Your assignment
Between the line containing "pub struct Config" and the line containing "custom CA certificate." lies a run of lines; give that run again exactly, with both of those lines, and nothing else from the entries below.

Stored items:
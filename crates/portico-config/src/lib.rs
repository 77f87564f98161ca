//! Configuration for the portico CLI and embedding controllers.
//!
//! TOML profiles, credential resolution (env + keyring + plaintext),
//! and translation to `portico_core::DataplaneConfig`. Callers layer
//! their own overrides (CLI flags) on top through [`Overrides`].

use std::collections::HashMap;
use std::path::{Path, PathBuf};
use std::time::Duration;

use directories::ProjectDirs;
use figment::{
    Figment,
    providers::{Env, Format, Serialized, Toml},
};
use secrecy::SecretString;
use serde::{Deserialize, Serialize};
use thiserror::Error;

use portico_core::{DataplaneConfig, TlsVerification};

/// Keyring service name; entries are keyed `{profile}/password`.
const KEYRING_SERVICE: &str = "portico";
const PASSWORD_ENV: &str = "PORTICO_PASSWORD";
const USERNAME_ENV: &str = "PORTICO_USERNAME";

// ── Error ───────────────────────────────────────────────────────────

#[derive(Debug, Error)]
pub enum ConfigError {
    #[error("invalid {field}: {reason}")]
    Validation { field: String, reason: String },

    #[error("profile '{name}' not found in config")]
    UnknownProfile { name: String },

    #[error("no credentials configured for profile '{profile}'")]
    NoCredentials { profile: String },

    #[error("config loading failed: {0}")]
    Figment(Box<figment::Error>),
}

impl From<figment::Error> for ConfigError {
    fn from(err: figment::Error) -> Self {
        Self::Figment(Box::new(err))
    }
}

// ── TOML config structs ─────────────────────────────────────────────

/// Top-level TOML configuration.
#[derive(Debug, Deserialize, Serialize)]
pub struct Config {
    /// Default profile name.
    pub default_profile: Option<String>,

    /// Global defaults.
    #[serde(default)]
    pub defaults: Defaults,

    /// Named Data Plane endpoints.
    #[serde(default)]
    pub profiles: HashMap<String, Profile>,
}

impl Default for Config {
    fn default() -> Self {
        Self {
            default_profile: Some("default".into()),
            defaults: Defaults::default(),
            profiles: HashMap::new(),
        }
    }
}

impl Config {
    /// Look up `name`, or the default profile when `name` is `None`.
    pub fn profile(&self, name: Option<&str>) -> Result<(&str, &Profile), ConfigError> {
        let name = name
            .or(self.default_profile.as_deref())
            .unwrap_or("default");
        self.profiles
            .get_key_value(name)
            .map(|(k, v)| (k.as_str(), v))
            .ok_or_else(|| ConfigError::UnknownProfile { name: name.into() })
    }
}

#[derive(Debug, Deserialize, Serialize)]
pub struct Defaults {
    #[serde(default)]
    pub insecure: bool,

    #[serde(default = "default_timeout")]
    pub timeout: u64,
}

impl Default for Defaults {
    fn default() -> Self {
        Self {
            insecure: false,
            timeout: default_timeout(),
        }
    }
}

fn default_timeout() -> u64 {
    30
}

/// A named Data Plane API endpoint.
#[derive(Debug, Clone, Deserialize, Serialize)]
pub struct Profile {
    /// Data Plane base URL (e.g., "http://lb.internal:5555").
    pub endpoint: String,

    /// Basic-auth username.
    pub username: Option<String>,

    /// Plaintext password. Keyring or env var take precedence.
    pub password: Option<String>,

    /// Environment variable name containing the password.
    pub password_env: Option<String>,

    /// Path to custom CA certificate.
    pub ca_cert: Option<PathBuf>,

    /// Override insecure TLS setting.
    pub insecure: Option<bool>,

    /// Override timeout (seconds).
    pub timeout: Option<u64>,
}

// ── Config file path ────────────────────────────────────────────────

/// Resolve the config file path via XDG / platform conventions.
pub fn config_path() -> PathBuf {
    ProjectDirs::from("io", "portico", "portico").map_or_else(
        || {
            let mut p = dirs_fallback();
            p.push("config.toml");
            p
        },
        |dirs| dirs.config_dir().join("config.toml"),
    )
}

fn dirs_fallback() -> PathBuf {
    let mut p = PathBuf::from(std::env::var("HOME").unwrap_or_else(|_| ".".into()));
    p.push(".config");
    p.push("portico");
    p
}

// ── Config loading ──────────────────────────────────────────────────

/// Load the full Config from the canonical file + environment.
pub fn load_config() -> Result<Config, ConfigError> {
    load_config_from(&config_path())
}

/// Load from an explicit file. A missing file yields the defaults.
///
/// Environment variables override file values; nested keys use a double
/// underscore (`PORTICO_DEFAULTS__TIMEOUT=5`).
pub fn load_config_from(path: &Path) -> Result<Config, ConfigError> {
    let figment = Figment::new()
        .merge(Serialized::defaults(Config::default()))
        .merge(Toml::file(path))
        .merge(Env::prefixed("PORTICO_").split("__").ignore(&["password", "username"]));

    let config: Config = figment.extract()?;
    Ok(config)
}

// ── Credential resolution (without CLI flags) ───────────────────────

/// Resolve the Basic-auth username: profile, then `PORTICO_USERNAME`.
fn resolve_username(profile: &Profile, profile_name: &str) -> Result<String, ConfigError> {
    profile
        .username
        .clone()
        .or_else(|| std::env::var(USERNAME_ENV).ok())
        .ok_or_else(|| ConfigError::NoCredentials {
            profile: profile_name.into(),
        })
}

/// Resolve the password from the credential chain.
fn resolve_password(
    profile: &Profile,
    profile_name: &str,
) -> Result<SecretString, ConfigError> {
    resolve_password_from(
        profile,
        profile_name,
        |var| std::env::var(var).ok(),
        |account| {
            keyring::Entry::new(KEYRING_SERVICE, account)
                .and_then(|entry| entry.get_password())
                .ok()
        },
    )
}

/// The chain itself, with the environment and keyring lookups supplied.
fn resolve_password_from(
    profile: &Profile,
    profile_name: &str,
    env: impl Fn(&str) -> Option<String>,
    keyring: impl Fn(&str) -> Option<String>,
) -> Result<SecretString, ConfigError> {
    // 1. Profile's password_env → env var lookup
    if let Some(val) = profile.password_env.as_deref().and_then(&env) {
        return Ok(SecretString::from(val));
    }

    // 2. Global env var
    if let Some(val) = env(PASSWORD_ENV) {
        return Ok(SecretString::from(val));
    }

    // 3. System keyring
    if let Some(secret) = keyring(&format!("{profile_name}/password")) {
        return Ok(SecretString::from(secret));
    }

    // 4. Plaintext in config
    if let Some(ref pw) = profile.password {
        return Ok(SecretString::from(pw.clone()));
    }

    Err(ConfigError::NoCredentials {
        profile: profile_name.into(),
    })
}

// ── Profile → DataplaneConfig ───────────────────────────────────────

/// Values that win over the profile, typically CLI flags.
#[derive(Debug, Clone, Default)]
pub struct Overrides {
    pub endpoint: Option<String>,
    pub username: Option<String>,
    pub password: Option<SecretString>,
    pub insecure: bool,
    pub timeout: Option<u64>,
}

/// Build a `DataplaneConfig` from a profile with `overrides` applied.
///
/// Credentials fall back to the shared chain only when no override is
/// given, so an explicit password never touches the keyring.
pub fn profile_to_dataplane_config(
    profile: &Profile,
    profile_name: &str,
    defaults: &Defaults,
    overrides: &Overrides,
) -> Result<DataplaneConfig, ConfigError> {
    let endpoint = overrides.endpoint.as_deref().unwrap_or(&profile.endpoint);
    let url: url::Url = endpoint.parse().map_err(|_| ConfigError::Validation {
        field: "endpoint".into(),
        reason: format!("invalid URL: {endpoint}"),
    })?;

    let username = match overrides.username {
        Some(ref u) => u.clone(),
        None => resolve_username(profile, profile_name)?,
    };
    let password = match overrides.password {
        Some(ref p) => p.clone(),
        None => resolve_password(profile, profile_name)?,
    };

    let tls = if overrides.insecure || profile.insecure.unwrap_or(defaults.insecure) {
        TlsVerification::DangerAcceptInvalid
    } else if let Some(ref ca_path) = profile.ca_cert {
        TlsVerification::CustomCa(ca_path.clone())
    } else {
        TlsVerification::SystemDefaults
    };

    let timeout = overrides
        .timeout
        .or(profile.timeout)
        .unwrap_or(defaults.timeout);

    Ok(DataplaneConfig {
        url,
        username,
        password,
        tls,
        timeout: Duration::from_secs(timeout),
    })
}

Task answer
pub struct Config {
    /// Default profile name.
    pub default_profile: Option<String>,

    /// Global defaults.
    #[serde(default)]
    pub defaults: Defaults,

    /// Named Data Plane endpoints.
    #[serde(default)]
    pub profiles: HashMap<String, Profile>,
}

impl Default for Config {
    fn default() -> Self {
        Self {
            default_profile: Some("default".into()),
            defaults: Defaults::default(),
            profiles: HashMap::new(),
        }
    }
}

impl Config {
    /// Look up `name`, or the default profile when `name` is `None`.
    pub fn profile(&self, name: Option<&str>) -> Result<(&str, &Profile), ConfigError> {
        let name = name
            .or(self.default_profile.as_deref())
            .unwrap_or("default");
        self.profiles
            .get_key_value(name)
            .map(|(k, v)| (k.as_str(), v))
            .ok_or_else(|| ConfigError::UnknownProfile { name: name.into() })
    }
}

#[derive(Debug, Deserialize, Serialize)]
pub struct Defaults {
    #[serde(default)]
    pub insecure: bool,

    #[serde(default = "default_timeout")]
    pub timeout: u64,
}

impl Default for Defaults {
    fn default() -> Self {
        Self {
            insecure: false,
            timeout: default_timeout(),
        }
    }
}

fn default_timeout() -> u64 {
    30
}

/// A named Data Plane API endpoint.
#[derive(Debug, Clone, Deserialize, Serialize)]
pub struct Profile {
    /// Data Plane base URL (e.g., "http://lb.internal:5555").
    pub endpoint: String,

    /// Basic-auth username.
    pub username: Option<String>,

    /// Plaintext password. Keyring or env var take precedence.
    pub password: Option<String>,

    /// Environment variable name containing the password.
    pub password_env: Option<String>,

    /// Path to custom CA certificate.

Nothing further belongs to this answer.